Гвардейцы-дружно и решительно контратаковали гитлеровцев. Больший успех обозначился на правом фланге. Вперед вырвались две роты, которые вел комиссар Глушков. Они опрокинули гитлеровцев и на плечах у них первыми ворвались в траншею противника. Оказавшиеся без поддержки своей пехоты, танки фашистов были истреблены артиллеристами.
На опаленной, отбитой у врага земле, под донскими звездами, старший батальонный комиссар Николаев вручал отличившимся героям партийные билеты.
13. До последнего удара сердца
В жарком бою полк Юганова потерял немало хороших людей. Среди павших товарищей был и комиссар первого батальона старший политрук Глушков. Он погиб в рукопашной схватке во вражеской траншее. С сердечной болью выслушал Николаев информацию о гибели замечательного комиссара и отважного ветерана бригады моряков. Он вспомнил свою последнюю беседу с ним на подходе к Дону. Глушков был тогда бодр, подтянут. Присели на бугорке, закурили, вспомнили Казалинск, бои под Давыдковом, Хрущевкой, штурм Косткова. Глушков рассказал много новых деталей о людях, сложивших головы под Холмом.

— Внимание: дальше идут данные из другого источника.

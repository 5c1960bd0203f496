//! Application error type mapping to HTTP status codes and JSON bodies.

use axum::Json;
use axum::http::StatusCode;
use axum::response::{IntoResponse, Response};
use serde_json::json;

use gemrelay_types::config::RelayConfig;
use gemrelay_types::error::RelayError;
use gemrelay_types::llm::LlmError;

/// Application-level error that maps to HTTP responses.
#[derive(Debug)]
pub enum AppError {
    /// Missing or blank prompt.
    EmptyPrompt,
    /// No upstream model could be selected.
    NoModelAvailable { hint: String },
    /// Non-success upstream response, relayed with its status.
    Upstream {
        status: u16,
        status_text: String,
        message: String,
    },
    /// Anything else.
    Internal(String),
}

impl AppError {
    /// Convert a relay error, filling in the catalog hint from `config`.
    pub fn from_relay(err: RelayError, config: &RelayConfig) -> Self {
        match err {
            RelayError::EmptyPrompt => AppError::EmptyPrompt,
            RelayError::NoModelAvailable => AppError::NoModelAvailable {
                hint: config.models_hint(),
            },
            RelayError::Upstream {
                status,
                status_text,
                message,
            } => AppError::Upstream {
                status,
                status_text,
                message,
            },
            RelayError::Unexpected(msg) => AppError::Internal(msg),
        }
    }
}

impl From<LlmError> for AppError {
    fn from(e: LlmError) -> Self {
        AppError::Internal(e.to_string())
    }
}

impl IntoResponse for AppError {
    fn into_response(self) -> Response {
        let (status, body) = match self {
            AppError::EmptyPrompt => (
                StatusCode::BAD_REQUEST,
                json!({ "error": RelayError::EmptyPrompt.to_string() }),
            ),
            AppError::NoModelAvailable { hint } => (
                StatusCode::SERVICE_UNAVAILABLE,
                json!({
                    "error": RelayError::NoModelAvailable.to_string(),
                    "hint": hint,
                }),
            ),
            AppError::Upstream {
                status,
                status_text,
                message,
            } => (
                StatusCode::from_u16(status).unwrap_or(StatusCode::INTERNAL_SERVER_ERROR),
                json!({
                    "error": "Gemini request failed",
                    "status": status,
                    "statusText": status_text,
                    "message": message,
                }),
            ),
            AppError::Internal(msg) => {
                (StatusCode::INTERNAL_SERVER_ERROR, json!({ "error": msg }))
            }
        };

        (status, Json(body)).into_response()
    }
}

С большой теплотой Глушков вспомнил командира третьего отдельного батальона морской бригады старшего лейтенанта Морозова. Оказывается, в памятные апрельские бои под Холмом, когда штурмовая группа лейтенанта Леснова ночью без выстрела ворвалась в траншею на высотке, выбила гитлеровцев, и там много дней шли ожесточеннейшие бои, положение трижды спасал отважный комбат Морозов. В самый критический момент боя когда лейтенант Леснов был в третий раз тяжело ранен, Морозов предпринял отчаянный шаг. Он оставил на КП только телефониста, а сам вместе с адъютантом старшим, саперами, разведчиками, поварами бросился на высотку. Около раненого Лесного комбат залег у пулемета,
— Помните, — заметил Глушков, щуря свои глаза, — тогда все повисло на волоске. Казалось, вот-вот гитлеровцы ворвутся в траншею и покончат с нашей обороной. Положение было спасено в последнюю минуту Морозовым. Пулемет его буквально опустошил ряды атакующих! После этого гитлеровцы были вынуждены прекратить свои атаки.
Глушков тогда, во время рассказа, задумался. Но вот лицо его посветлело. Ом что-то вспомнил. На губах появилась улыбка.